If this is not the case and you have steps to reproduce the leak, please share it with us and we will look into it.

The logs themselves didnt give much clue except it shows that there are 4 or 5 objects that went missing. It is possible that these objects were garbage collected, why is still not known.

About the improper use of locks causing this, if you do something like
Code:

 synchronized (map) {
  map.put(k1,v1);
 }

and read without acquiring the lock like
Code:

 v = map.get(k1);

Or if you use two different locks, one to read and one to write, like
Code:

 synchronized(lock1) {
   map.put(k1,v1);
 }

and do
Code:

 synchronized(lock2) {
   v = map.get(k1);
 }

then, you could get stale state from the map due to the race caused by wrong locks. That could cause this exception. Without looking at your code, cant say that is the reason.

One thing you can try is to disconnect both your clients and restart them and see if the exception repeats. If the stale references were only present in the client then you wont see the exception again. If the stale reference is also present in the server, i.e. if one of the object is referencing these missing objects, then you will still see the exception.

If you could consistently reproduce this with some usecase that you are willing to share with us, then that will help us resolve this issue at the earliest.

Would it be possible to attach all the logs , client before/after restart and server logs? It might give us some clue.

Are you able to consistently reproduce it ? If so, please add the exact steps to reproduce it. That would greatly help us.

It is possible that if the locking is not right, one could get object not found exception. ie, if you read/write using different locks or under no locks. But generally the problem will be transient in that case.

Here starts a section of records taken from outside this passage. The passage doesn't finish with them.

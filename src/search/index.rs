//! Document index built once from a catalog.
//!
//! Each entry keeps the original document alongside its pre-tokenized title,
//! body, and lower-cased keywords, so queries never re-tokenize document text.

use super::tokenizer::tokenize;
use crate::catalog::DocumentSource;
use crate::error::{CatalogError, CatalogResult};
use crate::models::IndexedDocument;
use std::collections::HashSet;

/// A document plus its precomputed match material.
#[derive(Debug, Clone)]
pub struct IndexEntry {
    /// The catalog document
    pub document: IndexedDocument,

    /// Tokens of the title
    pub title_tokens: Vec<String>,

    /// Tokens of the body
    pub body_tokens: Vec<String>,

    /// Keywords, trimmed and lower-cased; blank keywords are dropped
    pub keyword_tokens: Vec<String>,
}

impl IndexEntry {
    fn new(document: IndexedDocument) -> Self {
        let title_tokens = tokenize(&document.title);
        let body_tokens = tokenize(&document.body);
        let keyword_tokens = document
            .keywords
            .iter()
            .map(|k| k.trim())
            .filter(|k| !k.is_empty())
            .map(str::to_lowercase)
            .collect();

        Self {
            document,
            title_tokens,
            body_tokens,
            keyword_tokens,
        }
    }
}

/// Immutable, ordered collection of indexed documents.
#[derive(Debug, Clone, Default)]
pub struct DocumentIndex {
    entries: Vec<IndexEntry>,
}

impl DocumentIndex {
    /// Build an index from documents, keeping their order.
    ///
    /// # Errors
    /// Returns a `CatalogError` for an empty or duplicate id, or an empty
    /// title or body.
    pub fn build(documents: Vec<IndexedDocument>) -> CatalogResult<Self> {
        let mut seen_ids: HashSet<String> = HashSet::with_capacity(documents.len());
        let mut entries = Vec::with_capacity(documents.len());

        for document in documents {
            if document.id.trim().is_empty() {
                return Err(CatalogError::EmptyId);
            }
            if document.title.trim().is_empty() {
                return Err(CatalogError::EmptyTitle(document.id));
            }
            if document.body.trim().is_empty() {
                return Err(CatalogError::EmptyBody(document.id));
            }
            if !seen_ids.insert(document.id.clone()) {
                return Err(CatalogError::DuplicateId(document.id));
            }
            if document.keywords.is_empty() {
                tracing::debug!(id = %document.id, "Indexing document without keywords");
            }

            entries.push(IndexEntry::new(document));
        }

        Ok(Self { entries })
    }

    /// Load documents from a source and build the index.
    pub fn from_source(source: &dyn DocumentSource) -> CatalogResult<Self> {
        let documents = source.load()?;
        let index = Self::build(documents)?;
        tracing::info!(
            source = source.name(),
            documents = index.len(),
            "Search index built"
        );
        Ok(index)
    }

    /// All entries in index order.
    pub fn entries(&self) -> &[IndexEntry] {
        &self.entries
    }

    /// Look up a document by ID.
    pub fn get(&self, id: &str) -> Option<&IndexedDocument> {
        self.entries
            .iter()
            .map(|entry| &entry.document)
            .find(|doc| doc.id == id)
    }

    /// Get the number of indexed documents.
    pub fn len(&self) -> usize {
        self.entries.len()
    }

    /// Whether the index holds no documents.
    pub fn is_empty(&self) -> bool {
        self.entries.is_empty()
    }
}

Starting two clients or killing one client shouldnt cause this behavior.

From your logs :
Code:

 2010-01-27 05:29:48,752 [main] INFO com.terracottatech.dso - This L2 Node ID = NodeID[ec2-.compute-1.amazonaws.com:9510]
 2010-01-27 05:29:48,752 [main] INFO com.tc.l2.state.ElectionManagerImpl - Election Started : Enrollment [ NodeID[ec2-compute-1.amazonaws.com:9510], isNew = true, weights = 911706895560434739,-2357268809839870500 ]
 2010-01-27 05:29:53,753 [main] INFO com.tc.l2.state.ElectionManagerImpl - Election Complete : [Enrollment [ NodeID[ec2-.compute-1.amazonaws.com:9510], isNew = true, weights = 911706895560434739,-2357268809839870500 ]] : State[ Election-Complete ]
 2010-01-27 05:29:53,754 [main] INFO com.tc.l2.state.StateManagerImpl - Becoming State[ ACTIVE-COORDINATOR ]
 2010-01-27 05:29:53,754 [main] INFO com.terracottatech.console - Becoming State[ ACTIVE-COORDINATOR ]

So this server did not sync up the state from the current active on start up. If you bring all running terracotta servers down (for maintenance), you have to bring the previously active server up first and wait for it to become active again before bringing the other servers up, that way the latest state is synced to all servers.

As long as you have at least one active server up or follow the above mentioned steps, you will not encounter this problem. And your data should be safe with the last active server anyways.

Not sure if this is exactly what you are doing from your description, but this exception can happen if you stop the active server (s1) and let the passive take over (s2) and then stop s2 and then start s1 with the old persistent database files.

Since the cluster has moved forward with s2, the state in the DB in s1 is not current. So you have to either start s2 first so it takes over as active again or start s1 before you kill s2 so the current state is synced between the servers before killing s2.

Actually he is running in Networked active passive mode so it shouldn't matter if he is running in "persistent-store" or "temporary-swap" mode.